In July 1985, Enron was formed from the merger of Houston
Natural Gas and InterNorth of Omaha, Nebraska, two gas
pipeline companies that made a boring but steady income from
transporting natural gas from the wells to the consumers.
Over the next 16 years, Enron transformed itself and grew,
becoming a prestigious, aggressive growth company.
Just over a year ago, it was among the largest and most
admired companies in America. Its revenues the previous year
had been $101 billion. It employed 19,000 people worldwide
and it enjoyed power and prestige as a result of its success.
It was worth $70,000,000,000 in the stock market and seemed a
rock-solid investment that was poised for growth.
It was known as a generous company in many ways. The sports
stadium in Houston, its hometown, is named Enron Field. It
and its officers were patrons of many charitable causes. Not
the least recipient of its beneficence was the American
political system: politicians of all sorts received sizable
donations from the company and its top brass.
From this peak, the company plummeted to a point where it is
almost hard to remember how proud and mighty it was just less
than a year ago.
On August 14, 2001, Jeffrey Skilling, CEO and president of
Enron, suddenly resigned for "personal reasons" after just
about six months on the job. On August 22, Sherron Watkins, a
vice-president of the company with an accounting background,
submitted a detailed memo outlining serious problems she saw
in Enron's accounting.
On Oct. 16, Enron revealed that it had lost $618m in the 3rd
quarter. Also they took $1.2b in one-time charges, reducing
the value of the company. On November 8 Enron admitted that
its income for the past four years was overstated by $600
million.
On December 2, Enron filed for bankruptcy.

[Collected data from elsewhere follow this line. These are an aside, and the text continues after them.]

//! Background transcoding of uploaded videos.
//!
//! Each tick reaps abandoned jobs, then claims and drives up to
//! `batch_size` Processing jobs through fetch, probe, thumbnail, renditions
//! and finalize. Jobs are handled one at a time; a failing job is recorded
//! and never stops the tick.

mod error;
mod pipeline;
mod types;

use std::sync::Arc;

use tokio::time::{interval, MissedTickBehavior};
use tokio_util::sync::CancellationToken;
use tracing::{error, info, warn};

use crate::encoder::MediaEncoder;
use crate::jobs::{JobStoreError, SqliteVideoStore, VideoJob};
use crate::notify::{NotificationKind, Notifier};
use crate::progress::ProgressBoard;
use crate::storage::Storage;

pub use error::{PipelineError, PipelineResult};
pub use types::{RetryPolicy, TickReport, WorkerSettings};

use types::JobOutcome;

pub struct TranscodeWorker {
    store: SqliteVideoStore,
    encoder: Arc<dyn MediaEncoder>,
    storage: Arc<dyn Storage>,
    notifier: Arc<dyn Notifier>,
    progress: ProgressBoard,
    settings: WorkerSettings,
}

impl TranscodeWorker {
    pub fn new(
        store: SqliteVideoStore,
        encoder: Arc<dyn MediaEncoder>,
        storage: Arc<dyn Storage>,
        notifier: Arc<dyn Notifier>,
        settings: WorkerSettings,
    ) -> Self {
        Self {
            store,
            encoder,
            storage,
            notifier,
            progress: ProgressBoard::new(),
            settings,
        }
    }

    pub fn with_progress(mut self, progress: ProgressBoard) -> Self {
        self.progress = progress;
        self
    }

    pub fn progress(&self) -> &ProgressBoard {
        &self.progress
    }

    pub fn settings(&self) -> &WorkerSettings {
        &self.settings
    }

    /// Ticks every `poll_interval` until `cancel` fires. A tick in flight
    /// finishes before the loop exits, so no job is left half processed.
    pub async fn run(&self, cancel: CancellationToken) {
        let mut ticker = interval(self.settings.poll_interval);
        ticker.set_missed_tick_behavior(MissedTickBehavior::Delay);
        info!(
            target: "worker",
            worker_id = %self.settings.worker_id,
            interval = ?self.settings.poll_interval,
            "starting transcode worker"
        );
        loop {
            tokio::select! {
                _ = cancel.cancelled() => break,
                _ = ticker.tick() => {}
            }
            match self.run_tick().await {
                Ok(report) if report.selected > 0 || report.reaped > 0 => {
                    info!(
                        target: "worker",
                        selected = report.selected,
                        ready = report.ready,
                        failed = report.failed,
                        skipped = report.skipped,
                        reaped = report.reaped,
                        "tick complete"
                    );
                }
                Ok(_) => {}
                Err(err) => error!(target: "worker", error = %err, "tick aborted"),
            }
        }
        info!(target: "worker", worker_id = %self.settings.worker_id, "transcode worker stopped");
    }

    /// One pass over the queue. Only failures to read the queue itself are
    /// returned; per-job failures end up in the report.
    pub async fn run_tick(&self) -> Result<TickReport, JobStoreError> {
        let mut report = TickReport {
            reaped: self.reap()?,
            ..TickReport::default()
        };
        let jobs = self
            .store
            .pending(self.settings.batch_size, self.settings.lease)?;
        report.selected = jobs.len();
        for job in jobs {
            match self.handle_job(&job).await {
                JobOutcome::Ready => report.ready += 1,
                JobOutcome::Failed => report.failed += 1,
                JobOutcome::Skipped => report.skipped += 1,
            }
        }
        Ok(report)
    }

    fn reap(&self) -> Result<usize, JobStoreError> {
        let reaped = self
            .store
            .reap_stale(self.settings.lease, self.settings.max_attempts)?;
        for job in &reaped {
            let reason = job.error.as_deref().unwrap_or("processing abandoned");
            warn!(target: "worker", job_id = %job.id, attempts = job.attempts, "reaped stale job");
            self.progress.clear(&job.id);
            self.notify_failed(job, reason);
        }
        Ok(reaped.len())
    }

    async fn handle_job(&self, job: &VideoJob) -> JobOutcome {
        match self
            .store
            .claim(&job.id, &self.settings.worker_id, self.settings.lease)
        {
            Ok(true) => {}
            Ok(false) => {
                info!(target: "worker", job_id = %job.id, "job claimed elsewhere, skipping");
                return JobOutcome::Skipped;
            }
            Err(err) => {
                error!(target: "worker", job_id = %job.id, error = %err, "claim failed");
                return JobOutcome::Skipped;
            }
        }

        match self.process(job).await {
            Ok(()) => {
                info!(target: "worker", job_id = %job.id, "job ready");
                self.notifier.notify(
                    &job.owner_id,
                    "Your video is ready",
                    &format!("Video {} finished processing and is now published.", job.id),
                    NotificationKind::VideoReady,
                );
                JobOutcome::Ready
            }
            Err(PipelineError::Store(JobStoreError::InvalidTransition { .. })) => {
                warn!(target: "worker", job_id = %job.id, "lease lost before finalize, dropping result");
                JobOutcome::Skipped
            }
            Err(err) => self.fail_job(job, err),
        }
    }

    fn fail_job(&self, job: &VideoJob, err: PipelineError) -> JobOutcome {
        let stage = err.stage();
        let message = err.to_string();
        error!(target: "worker", job_id = %job.id, stage, error = %message, "job failed");
        self.progress.fail(&job.id, stage, message.clone());
        match self
            .store
            .mark_failed(&job.id, Some(&self.settings.worker_id), &message)
        {
            Ok(()) => {
                self.notify_failed(job, &message);
                JobOutcome::Failed
            }
            Err(JobStoreError::InvalidTransition { .. }) => {
                warn!(target: "worker", job_id = %job.id, "lease lost before failure could be recorded");
                JobOutcome::Skipped
            }
            Err(store_err) => {
                error!(target: "worker", job_id = %job.id, error = %store_err, "failed to record job failure");
                JobOutcome::Failed
            }
        }
    }

    fn notify_failed(&self, job: &VideoJob, reason: &str) {
        self.notifier.notify(
            &job.owner_id,
            "Video processing failed",
            &format!("Video {} could not be processed: {reason}", job.id),
            NotificationKind::VideoFailed,
        );
    }
}
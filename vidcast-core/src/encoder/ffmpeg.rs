use std::path::{Path, PathBuf};
use std::process::Output;
use std::sync::Arc;
use std::time::Duration;

use serde::Deserialize;
use tempfile::Builder;
use tokio::time::timeout;
use tracing::{debug, warn};

use crate::config::EncoderSection;

use super::error::{EncoderError, EncoderResult};
use super::types::{EncodedFile, MediaProbe, RenditionSpec};
use super::{CommandExecutor, MediaEncoder, SystemCommandExecutor};

#[derive(Debug, Clone)]
pub struct EncoderPaths {
    pub ffmpeg: PathBuf,
    pub ffprobe: PathBuf,
}

pub struct FfmpegEncoder {
    paths: EncoderPaths,
    scratch_dir: PathBuf,
    probe_timeout: Duration,
    encode_timeout: Duration,
    executor: Arc<dyn CommandExecutor>,
}

impl std::fmt::Debug for FfmpegEncoder {
    fn fmt(&self, f: &mut std::fmt::Formatter<'_>) -> std::fmt::Result {
        f.debug_struct("FfmpegEncoder")
            .field("paths", &self.paths)
            .field("scratch_dir", &self.scratch_dir)
            .field("probe_timeout", &self.probe_timeout)
            .field("encode_timeout", &self.encode_timeout)
            .finish()
    }
}

impl FfmpegEncoder {
    pub fn new(section: &EncoderSection, scratch_dir: impl Into<PathBuf>) -> Self {
        Self {
            paths: EncoderPaths {
                ffmpeg: PathBuf::from(&section.ffmpeg),
                ffprobe: PathBuf::from(&section.ffprobe),
            },
            scratch_dir: scratch_dir.into(),
            probe_timeout: Duration::from_secs(section.probe_timeout_secs.max(1)),
            encode_timeout: Duration::from_secs(section.encode_timeout_secs.max(1)),
            executor: Arc::new(SystemCommandExecutor),
        }
    }

    pub fn with_executor(mut self, executor: Arc<dyn CommandExecutor>) -> Self {
        self.executor = executor;
        self
    }

    pub fn paths(&self) -> &EncoderPaths {
        &self.paths
    }

    async fn execute(
        &self,
        program: &Path,
        args: &[String],
        limit: Duration,
    ) -> EncoderResult<Output> {
        let command = describe(program, args);
        debug!(%command, "running encoder command");
        match timeout(limit, self.executor.run(program, args)).await {
            Ok(Ok(output)) => Ok(output),
            Ok(Err(source)) => Err(EncoderError::Io {
                path: program.to_path_buf(),
                source,
            }),
            Err(_) => {
                warn!(%command, timeout = ?limit, "encoder command timed out");
                Err(EncoderError::Timeout {
                    command,
                    timeout: limit,
                })
            }
        }
    }

    fn scratch_output(&self, prefix: &str, suffix: &str) -> EncoderResult<tempfile::TempPath> {
        std::fs::create_dir_all(&self.scratch_dir).map_err(|source| EncoderError::Io {
            path: self.scratch_dir.clone(),
            source,
        })?;
        Builder::new()
            .prefix(prefix)
            .suffix(suffix)
            .tempfile_in(&self.scratch_dir)
            .map(|file| file.into_temp_path())
            .map_err(|source| EncoderError::Io {
                path: self.scratch_dir.clone(),
                source,
            })
    }

    /// Runs an ffmpeg invocation writing to `output`. On any failure the
    /// output is dropped, and with it the partial file.
    async fn encode_into(
        &self,
        args: Vec<String>,
        output: tempfile::TempPath,
    ) -> EncoderResult<EncodedFile> {
        let result = self
            .execute(&self.paths.ffmpeg, &args, self.encode_timeout)
            .await?;
        if !result.status.success() {
            return Err(EncoderError::Encode {
                command: describe(&self.paths.ffmpeg, &args),
                status: result.status.code(),
                stderr: String::from_utf8_lossy(&result.stderr).trim().to_string(),
            });
        }
        let produced = tokio::fs::metadata(&*output)
            .await
            .map(|meta| meta.len() > 0)
            .unwrap_or(false);
        if !produced {
            return Err(EncoderError::Encode {
                command: describe(&self.paths.ffmpeg, &args),
                status: result.status.code(),
                stderr: "encoder produced no output".to_string(),
            });
        }
        Ok(EncodedFile::new(output))
    }
}

#[async_trait::async_trait]
impl MediaEncoder for FfmpegEncoder {
    async fn probe(&self, input: &Path) -> EncoderResult<MediaProbe> {
        let args = probe_args(input);
        let output = self
            .execute(&self.paths.ffprobe, &args, self.probe_timeout)
            .await?;
        if !output.status.success() {
            let stderr = String::from_utf8_lossy(&output.stderr);
            return Err(EncoderError::Metadata(format!(
                "ffprobe exited with {:?} for {}: {}",
                output.status.code(),
                input.display(),
                stderr.trim()
            )));
        }
        parse_probe(&output.stdout, input)
    }

    async fn thumbnail(&self, input: &Path, offset_s: f64) -> EncoderResult<EncodedFile> {
        let output = self.scratch_output("thumb-", ".jpg")?;
        let args = thumbnail_args(input, offset_s, &output);
        self.encode_into(args, output).await
    }

    async fn transcode(
        &self,
        input: &Path,
        rendition: &RenditionSpec,
    ) -> EncoderResult<EncodedFile> {
        let output = self.scratch_output(&format!("{}-", rendition.name), ".mp4")?;
        let args = transcode_args(input, rendition, &output);
        self.encode_into(args, output).await
    }
}

fn describe(program: &Path, args: &[String]) -> String {
    format!("{} {}", program.display(), args.join(" "))
}

fn probe_args(input: &Path) -> Vec<String> {
    vec![
        "-v".to_string(),
        "error".to_string(),
        "-print_format".to_string(),
        "json".to_string(),
        "-show_streams".to_string(),
        "-show_format".to_string(),
        input.to_string_lossy().to_string(),
    ]
}

fn thumbnail_args(input: &Path, offset_s: f64, output: &Path) -> Vec<String> {
    vec![
        "-hide_banner".to_string(),
        "-loglevel".to_string(),
        "error".to_string(),
        "-y".to_string(),
        "-ss".to_string(),
        format!("{:.3}", offset_s.max(0.0)),
        "-i".to_string(),
        input.to_string_lossy().to_string(),
        "-frames:v".to_string(),
        "1".to_string(),
        "-q:v".to_string(),
        "2".to_string(),
        output.to_string_lossy().to_string(),
    ]
}

fn transcode_args(input: &Path, rendition: &RenditionSpec, output: &Path) -> Vec<String> {
    let bitrate = rendition.bitrate_kbps;
    vec![
        "-hide_banner".to_string(),
        "-loglevel".to_string(),
        "error".to_string(),
        "-y".to_string(),
        "-i".to_string(),
        input.to_string_lossy().to_string(),
        "-vf".to_string(),
        format!(
            "scale={}:{}:force_original_aspect_ratio=decrease,pad=ceil(iw/2)*2:ceil(ih/2)*2",
            rendition.width, rendition.height
        ),
        "-c:v".to_string(),
        "libx264".to_string(),
        "-preset".to_string(),
        "veryfast".to_string(),
        "-b:v".to_string(),
        format!("{bitrate}k"),
        "-maxrate".to_string(),
        format!("{}k", bitrate + bitrate / 10),
        "-bufsize".to_string(),
        format!("{}k", bitrate * 2),
        "-c:a".to_string(),
        "aac".to_string(),
        "-b:a".to_string(),
        "128k".to_string(),
        "-movflags".to_string(),
        "+faststart".to_string(),
        output.to_string_lossy().to_string(),
    ]
}

#[derive(Debug, Deserialize)]
struct FfprobeOutput {
    #[serde(default)]
    streams: Vec<FfprobeStream>,
    #[serde(default)]
    format: FfprobeFormat,
}

#[derive(Debug, Deserialize)]
struct FfprobeStream {
    #[serde(default)]
    codec_type: Option<String>,
    #[serde(default)]
    codec_name: Option<String>,
    #[serde(default)]
    width: Option<u32>,
    #[serde(default)]
    height: Option<u32>,
    #[serde(default)]
    duration: Option<String>,
    #[serde(default)]
    bit_rate: Option<String>,
}

#[derive(Debug, Deserialize, Default)]
struct FfprobeFormat {
    #[serde(default)]
    duration: Option<String>,
    #[serde(default)]
    bit_rate: Option<String>,
}

fn parse_probe(stdout: &[u8], input: &Path) -> EncoderResult<MediaProbe> {
    let data: FfprobeOutput = serde_json::from_slice(stdout).map_err(|err| {
        EncoderError::Metadata(format!("invalid ffprobe payload for {}: {err}", input.display()))
    })?;
    let video = data
        .streams
        .iter()
        .find(|stream| stream.codec_type.as_deref() == Some("video"))
        .ok_or_else(|| {
            EncoderError::Metadata(format!("missing video stream in {}", input.display()))
        })?;
    let (width, height) = match (video.width, video.height) {
        (Some(w), Some(h)) if w > 0 && h > 0 => (w, h),
        _ => {
            return Err(EncoderError::Metadata(format!(
                "video stream in {} has no dimensions",
                input.display()
            )))
        }
    };
    let duration_s = parse_number(data.format.duration.as_deref())
        .or_else(|| parse_number(video.duration.as_deref()))
        .ok_or_else(|| {
            EncoderError::Metadata(format!("no duration reported for {}", input.display()))
        })?;
    let bitrate_bps = parse_number(data.format.bit_rate.as_deref())
        .or_else(|| parse_number(video.bit_rate.as_deref()))
        .map(|value| value.round() as u64)
        .unwrap_or(0);
    Ok(MediaProbe {
        duration_s,
        width,
        height,
        codec: video
            .codec_name
            .clone()
            .unwrap_or_else(|| "unknown".to_string()),
        bitrate_bps,
    })
}

fn parse_number(value: Option<&str>) -> Option<f64> {
    value
        .and_then(|raw| raw.trim().parse::<f64>().ok())
        .filter(|parsed| parsed.is_finite() && *parsed >= 0.0)
}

A committee appointed by its board of directors to study what
happened concluded that a key part of its business failed
because of "a flawed idea, self-enrichment by employees,
inadequately designed controls, poor implementation,
inattentive oversight, simple (and not-so-simple) accounting
mistakes, and overreaching in a culture that appears to have
encouraged pushing the limits."
A company that seemed to be a great American success story
and on its way to the top fell, in just about three stunning
months, to become an ignoble wreck.
Now there is a tremendous amount of attention in the United
States focused on the debacle. It aims at finding out exactly
what happened, who is to blame, and taking steps to make sure
that nothing similar happens again.
Our interest is different. We are impressed again by the
swiftness of the fall and the contrast. Truly the company
fell from a high peak to a deep pit (Chagigah 5b).
From an example of success it has become a lesson in hubris
and greed and failure -- and perhaps fraud. Where it seemed
to be a champion of free markets, it has been exposed as a
practitioner of the worst kind of abuse of those markets.
Where politicians eagerly sought to be in its good graces,
they are now embarrassed by all past contact with it.
We must take it as a lesson that appearances do not always
reflect the underlying reality, that those who appear
strongest may be swiftly brought down, and most importantly
that just as the mighty can fall suddenly, so is yeshu'as
Hashem keherref ayin, and we should await Moshiach
Tzidkeinu daily, no matter how bleak things seem.